Embark Education is a unique learning experience! It is the type of school I dreamed about attending when I was younger. The learning is real and meaningful. Middle school students are emerging into adulthood and it is the perfect time to bolster their skills, values and courage to take on challenges, discover how they want to show up in our changing world, and how to do that with grace. Beyond our core disciplines Embark students work on:

Having Radical Empathy

Radical Empathy is actively striving to better understand and share the feelings of others. To fundamentally change our perspectives from judgmental to accepting, in an attempt to more authentically connect with ourselves and others. Our radically empathetic community places this at the root of everything we do.

We have borrowed the term and definition from friends at Stomping Ground. Learn more about this term and the roots of it from their website.

Discovering a Sense of Self

Middle school students are at the cusp of adulthood and working to discover what the larger world around them is about and how they fit into it. We will be supporting students as they explore their authentic selves, even as that develops over their time at Embark.

Deep Connections to Learning and Subjects

Students will connect their learning through their work in both the coffee shop and bike shop but more than that they will be taking deep dives into the core subjects of Humanities, Math and Science. Students will have extended blocks of time to uncover their learning and pull learning across content without the restrictions of traditional school bells.

Courage to Lead

“Leadership is not about titles, status, and wielding power. A leader is anyone who takes responsibility for recognizing the potential in people and ideas, and has the courage to develop that potential…But daring leadership in a culture defined by scarcity, fear, and uncertainty requires skill-building around traits that are deeply and uniquely human. The irony is that we’re choosing not to invest in developing the hearts and minds of leaders at the exact same time as we’re scrambling to figure out what we have to offer that machines and AI can’t do better and faster. What can we do better? Empathy, connection, and courage, to start.”

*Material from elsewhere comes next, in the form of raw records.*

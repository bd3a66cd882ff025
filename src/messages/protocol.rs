// Constructors for the one-off protocol messages the pooler has to produce
// bit-exactly, plus the password hashing helpers shared by both sides of the
// authentication handshake.

use std::collections::HashMap;

use bytes::{Buf, BufMut, BytesMut};
use md5::{Digest, Md5};
use tokio::io::{AsyncReadExt, AsyncWriteExt};

use crate::errors::Error;
use crate::messages::constants::*;
use crate::messages::socket::write_all_flush;

/// Generate an md5 password challenge with a random salt.
pub async fn md5_challenge<S>(stream: &mut S) -> Result<[u8; 4], Error>
where
    S: tokio::io::AsyncWrite + std::marker::Unpin,
{
    let salt: [u8; 4] = [
        rand::random(),
        rand::random(),
        rand::random(),
        rand::random(),
    ];

    let mut res = BytesMut::new();
    res.put_u8(b'R');
    res.put_i32(12);
    res.put_i32(AUTHENTICATION_MD5_PASSWORD);
    res.put_slice(&salt[..]);

    match stream.write_all(&res).await {
        Ok(_) => Ok(salt),
        Err(err) => Err(Error::SocketError(format!(
            "Failed to write MD5 challenge to socket: {err}"
        ))),
    }
}

/// Generate a cleartext password challenge.
pub async fn plain_password_challenge<S>(stream: &mut S) -> Result<(), Error>
where
    S: tokio::io::AsyncWrite + std::marker::Unpin,
{
    let mut res = BytesMut::new();
    res.put_u8(b'R');
    res.put_i32(8);
    res.put_i32(AUTHENTICATION_CLEAR_PASSWORD);

    match stream.write_all(&res).await {
        Ok(_) => Ok(()),
        Err(err) => Err(Error::SocketError(format!(
            "Failed to write cleartext password challenge to socket: {err}"
        ))),
    }
}

/// Generate a SCRAM-SHA-256 challenge.
pub async fn scram_start_challenge<S>(stream: &mut S) -> Result<(), Error>
where
    S: tokio::io::AsyncWrite + std::marker::Unpin,
{
    let mut res = BytesMut::new();
    res.put_u8(b'R');
    res.put_i32(4 + 4 + SCRAM_SHA_256.len() as i32 + 2);
    res.put_i32(SASL);
    res.put_slice(SCRAM_SHA_256.as_bytes());
    res.put_u8(0);
    res.put_u8(0);

    match stream.write_all(&res).await {
        Ok(_) => Ok(()),
        Err(err) => Err(Error::SocketError(format!(
            "Failed to write SCRAM-SHA-256 challenge to socket: {err}"
        ))),
    }
}

/// Send a SASLContinue or SASLFinal server response.
pub async fn scram_server_response<S>(stream: &mut S, code: i32, data: &str) -> Result<(), Error>
where
    S: tokio::io::AsyncWrite + std::marker::Unpin,
{
    let mut res = BytesMut::new();
    res.put_u8(b'R');
    res.put_i32(4 + 4 + data.len() as i32);
    res.put_i32(code);
    res.put_slice(data.as_bytes());

    match stream.write_all(&res).await {
        Ok(_) => Ok(()),
        Err(err) => Err(Error::SocketError(format!(
            "Failed to write SCRAM-SHA-256 server response to socket: {err}"
        ))),
    }
}

/// Read a PasswordMessage ('p') from the client.
pub async fn read_password<S>(stream: &mut S) -> Result<Vec<u8>, Error>
where
    S: tokio::io::AsyncRead + std::marker::Unpin,
{
    let code = stream.read_u8().await.map_err(|err| {
        Error::SocketError(format!("Failed to read password message code: {err}"))
    })?;

    if code != b'p' {
        return Err(Error::ProtocolSyncError(format!(
            "Expected password message (p), received '{}' instead",
            code as char
        )));
    }

    let len = stream.read_i32().await.map_err(|err| {
        Error::SocketError(format!("Failed to read password message length: {err}"))
    })?;

    if !(4..=8192).contains(&len) {
        return Err(Error::ProtocolSyncError(format!(
            "Unreasonable password message length: {len}"
        )));
    }

    let mut password = vec![0u8; (len - 4) as usize];
    stream.read_exact(&mut password).await.map_err(|err| {
        Error::SocketError(format!("Failed to read password message content: {err}"))
    })?;

    Ok(password)
}

/// Create a simple query message.
pub fn simple_query(query: &str) -> BytesMut {
    let mut bytes = BytesMut::with_capacity(query.len() + 6);
    bytes.put_u8(b'Q');
    bytes.put_i32(4 + query.len() as i32 + 1);
    bytes.put_slice(query.as_bytes());
    bytes.put_u8(0);
    bytes
}

/// Send the startup message to a backend.
pub async fn startup<S>(
    stream: &mut S,
    user: &str,
    database: &str,
    application_name: &str,
) -> Result<(), Error>
where
    S: tokio::io::AsyncWrite + std::marker::Unpin,
{
    let mut bytes = BytesMut::new();

    bytes.put_i32(PROTOCOL_VERSION_NUMBER);

    bytes.put(&b"user\0"[..]);
    bytes.put_slice(user.as_bytes());
    bytes.put_u8(0);

    bytes.put(&b"database\0"[..]);
    bytes.put_slice(database.as_bytes());
    bytes.put_u8(0);

    bytes.put(&b"application_name\0"[..]);
    bytes.put_slice(application_name.as_bytes());
    bytes.put_u8(0);
    bytes.put_u8(0);

    let len = bytes.len() as i32 + 4i32;

    let mut startup = BytesMut::with_capacity(len as usize);
    startup.put_i32(len);
    startup.put(bytes);

    match stream.write_all(&startup).await {
        Ok(_) => Ok(()),
        Err(err) => Err(Error::SocketError(format!(
            "Failed to write startup message to server socket: {err}"
        ))),
    }
}

/// Send an SSLRequest to a backend.
pub async fn ssl_request<S>(stream: &mut S) -> Result<(), Error>
where
    S: tokio::io::AsyncWrite + std::marker::Unpin,
{
    let mut bytes = BytesMut::with_capacity(8);

    bytes.put_i32(8);
    bytes.put_i32(SSL_REQUEST_CODE);

    match stream.write_all(&bytes).await {
        Ok(_) => Ok(()),
        Err(err) => Err(Error::SocketError(format!(
            "Failed to write SSL request to server socket: {err}"
        ))),
    }
}

/// Build the 16-byte CancelRequest frame.
pub fn cancel_request_message(process_id: i32, secret_key: i32) -> BytesMut {
    let mut bytes = BytesMut::with_capacity(16);
    bytes.put_i32(16);
    bytes.put_i32(CANCEL_REQUEST_CODE);
    bytes.put_i32(process_id);
    bytes.put_i32(secret_key);
    bytes
}

/// Parse the payload of a CancelRequest (after the magic number) back into
/// (process id, secret key).
pub fn parse_cancel_request(bytes: &mut BytesMut) -> (i32, i32) {
    let process_id = bytes.get_i32();
    let secret_key = bytes.get_i32();
    (process_id, secret_key)
}

/// Parse the params the client sends as a key/value format.
fn parse_params(mut bytes: BytesMut) -> Result<HashMap<String, String>, Error> {
    let mut result = HashMap::new();
    let mut buf = Vec::new();
    let mut tmp = String::new();

    while bytes.has_remaining() {
        let mut c = bytes.get_u8();

        // Null-terminated C-strings.
        while c != 0 {
            tmp.push(c as char);
            if !bytes.has_remaining() {
                break;
            }
            c = bytes.get_u8();
        }

        if !tmp.is_empty() {
            buf.push(tmp.clone());
            tmp.clear();
        }
    }

    if buf.len() % 2 != 0 || buf.len() < 2 {
        return Err(Error::ProtocolSyncError(format!(
            "Expected key-value pairs in startup message, but received {} parameters",
            buf.len()
        )));
    }

    let mut i = 0;
    while i < buf.len() {
        let name = buf[i].clone();
        let value = buf[i + 1].clone();
        let _ = result.insert(name, value);
        i += 2;
    }

    Ok(result)
}

/// Parse StartupMessage parameters, e.g. user, database, application_name.
pub fn parse_startup(bytes: BytesMut) -> Result<HashMap<String, String>, Error> {
    let result = parse_params(bytes)?;

    // The user parameter is mandatory by the protocol spec.
    if !result.contains_key("user") {
        return Err(Error::ClientBadStartup);
    }

    Ok(result)
}

/// Create an md5 password hash given a salt.
pub fn md5_hash_password(user: &str, password: &str, salt: &[u8]) -> Vec<u8> {
    let mut md5 = Md5::new();

    // First pass.
    md5.update(password.as_bytes());
    md5.update(user.as_bytes());

    let output = md5.finalize_reset();

    // Second pass.
    md5_hash_second_pass(&(format!("{output:x}")), salt)
}

pub fn md5_hash_second_pass(hash: &str, salt: &[u8]) -> Vec<u8> {
    let mut md5 = Md5::new();
    md5.update(hash);
    md5.update(salt);

    let mut password = format!("md5{:x}", md5.finalize())
        .chars()
        .map(|x| x as u8)
        .collect::<Vec<u8>>();
    password.push(0);

    password
}

/// AuthenticationOk.
pub fn auth_ok_message() -> BytesMut {
    let mut auth_ok = BytesMut::with_capacity(9);
    auth_ok.put_u8(b'R');
    auth_ok.put_i32(8);
    auth_ok.put_i32(AUTHENTICATION_SUCCESSFUL);
    auth_ok
}

/// BackendKeyData carrying the pid and secret for query cancellation.
pub fn backend_key_data(process_id: i32, secret_key: i32) -> BytesMut {
    let mut key_data = BytesMut::with_capacity(13);
    key_data.put_u8(b'K');
    key_data.put_i32(12);
    key_data.put_i32(process_id);
    key_data.put_i32(secret_key);
    key_data
}

/// ReadyForQuery with transaction state 'T' or 'I'.
pub fn ready_for_query(in_transaction: bool) -> BytesMut {
    let mut bytes = BytesMut::with_capacity(6);
    bytes.put_u8(b'Z');
    bytes.put_i32(5);
    bytes.put_u8(if in_transaction { b'T' } else { b'I' });
    bytes
}

/// Terminate ('X').
pub fn terminate_message() -> BytesMut {
    let mut bytes = BytesMut::with_capacity(5);
    bytes.put_u8(b'X');
    bytes.put_i32(4);
    bytes
}

/// Build an ErrorResponse. The routine field ('R') is included only when the
/// caller supplies one; clients key retry behavior off it.
pub fn error_message(message: &str, code: &str, routine: Option<&str>) -> BytesMut {
    let mut error = BytesMut::new();
    // Error level.
    error.put_u8(b'S');
    error.put_slice(&b"FATAL\0"[..]);
    // Error level (non-translatable).
    error.put_u8(b'V');
    error.put_slice(&b"FATAL\0"[..]);

    // SQLSTATE.
    error.put_u8(b'C');
    error.put_slice(format!("{code}\0").as_bytes());

    // The short error message.
    error.put_u8(b'M');
    error.put_slice(format!("{message}\0").as_bytes());

    if let Some(routine) = routine {
        error.put_u8(b'R');
        error.put_slice(format!("{routine}\0").as_bytes());
    }

    // No more fields follow.
    error.put_u8(0);

    let mut res = BytesMut::with_capacity(error.len() + 5);
    res.put_u8(b'E');
    res.put_i32(error.len() as i32 + 4);
    res.put(error);
    res
}

/// ErrorResponse followed by ReadyForQuery, for clients that already passed
/// authentication.
pub async fn error_response<S>(stream: &mut S, message: &str, code: &str) -> Result<(), Error>
where
    S: tokio::io::AsyncWrite + std::marker::Unpin,
{
    let mut buf = error_message(message, code, None);
    buf.put(ready_for_query(false));
    write_all_flush(stream, &buf).await
}

/// ErrorResponse without ReadyForQuery. The connection is expected to close.
pub async fn error_response_terminal<S>(
    stream: &mut S,
    message: &str,
    code: &str,
) -> Result<(), Error>
where
    S: tokio::io::AsyncWrite + std::marker::Unpin,
{
    let res = error_message(message, code, None);
    write_all_flush(stream, &res).await
}

/// Bad password. Same message whether or not the user exists.
pub async fn wrong_password<S>(stream: &mut S, user: &str) -> Result<(), Error>
where
    S: tokio::io::AsyncWrite + std::marker::Unpin,
{
    let res = error_message(
        &format!("password authentication failed for user \"{user}\""),
        SQLSTATE_INVALID_PASSWORD,
        Some("auth_failed"),
    );
    write_all_flush(stream, &res).await
}

/// The pool has no capacity left for this client.
pub async fn pool_full_error<S>(stream: &mut S) -> Result<(), Error>
where
    S: tokio::io::AsyncWrite + std::marker::Unpin,
{
    let res = error_message("connection pool is full", SQLSTATE_TOO_MANY_CONNECTIONS, None);
    write_all_flush(stream, &res).await
}

/// The primary went away; the client's retry logic should reconnect.
pub async fn server_failover_error<S>(stream: &mut S) -> Result<(), Error>
where
    S: tokio::io::AsyncWrite + std::marker::Unpin,
{
    let res = error_message(
        "server failover",
        SQLSTATE_TOO_MANY_CONNECTIONS,
        Some("auth_failed"),
    );
    write_all_flush(stream, &res).await
}

/// CommandComplete with the given tag.
pub fn command_complete(tag: &str) -> BytesMut {
    let mut res = BytesMut::with_capacity(tag.len() + 6);
    res.put_u8(b'C');
    res.put_i32(4 + tag.len() as i32 + 1);
    res.put_slice(tag.as_bytes());
    res.put_u8(0);
    res
}

/// RowDescription over text-typed columns, for the admin database.
pub fn row_description(columns: &[&str]) -> BytesMut {
    let mut fields = BytesMut::new();
    for column in columns {
        fields.put_slice(column.as_bytes());
        fields.put_u8(0);
        fields.put_i32(0); // table oid
        fields.put_i16(0); // attribute number
        fields.put_i32(25); // text
        fields.put_i16(-1); // typlen
        fields.put_i32(-1); // atttypmod
        fields.put_i16(0); // text format
    }

    let mut res = BytesMut::with_capacity(fields.len() + 7);
    res.put_u8(b'T');
    res.put_i32(4 + 2 + fields.len() as i32);
    res.put_i16(columns.len() as i16);
    res.put(fields);
    res
}

/// DataRow of text values.
pub fn data_row(values: &[String]) -> BytesMut {
    let mut cells = BytesMut::new();
    for value in values {
        cells.put_i32(value.len() as i32);
        cells.put_slice(value.as_bytes());
    }

    let mut res = BytesMut::with_capacity(cells.len() + 7);
    res.put_u8(b'D');
    res.put_i32(4 + 2 + cells.len() as i32);
    res.put_i16(values.len() as i16);
    res.put(cells);
    res
}

/// A parsed ErrorResponse payload.
#[derive(Debug, Default, Clone, PartialEq)]
pub struct PgErrorMsg {
    pub severity: String,
    pub code: String,
    pub message: String,
}

impl PgErrorMsg {
    /// Parse the field list of an ErrorResponse payload (after kind and
    /// length). Unknown fields are skipped.
    pub fn parse(payload: &[u8]) -> Result<PgErrorMsg, Error> {
        let mut msg = PgErrorMsg::default();

        for field in payload.split(|b| *b == 0) {
            if field.is_empty() {
                continue;
            }
            let value = String::from_utf8_lossy(&field[1..]).to_string();
            match field[0] {
                b'S' => msg.severity = value,
                b'C' => msg.code = value,
                b'M' => msg.message = value,
                _ => (),
            }
        }

        if msg.severity.is_empty() {
            return Err(Error::ServerError("error message is empty".into()));
        }

        Ok(msg)
    }

    /// FATAL and PANIC mean the backend is gone.
    pub fn is_fatal(&self) -> bool {
        self.severity == "FATAL" || self.severity == "PANIC"
    }
}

Following and building from the work from Dr. Brene Brown, who has done extensive research on leadership students will develop their skillsets and abilities to Rumbling with Vulnerability, Living into our Values, Braving Trust, and Learning to Rise.

Taking Action

This is what it is all about!  We learn so that we can do- and students will.  Students will be expected to take the “next step” with their learning so that they don’t have to ask the question “how will we ever use this?”.  Certainly, this will live daily through the work in both the bike shop and the coffee shop but, moreover, students will have the opportunity learn from, in and around the community.  Students will be encouraged to take action and complete community projects.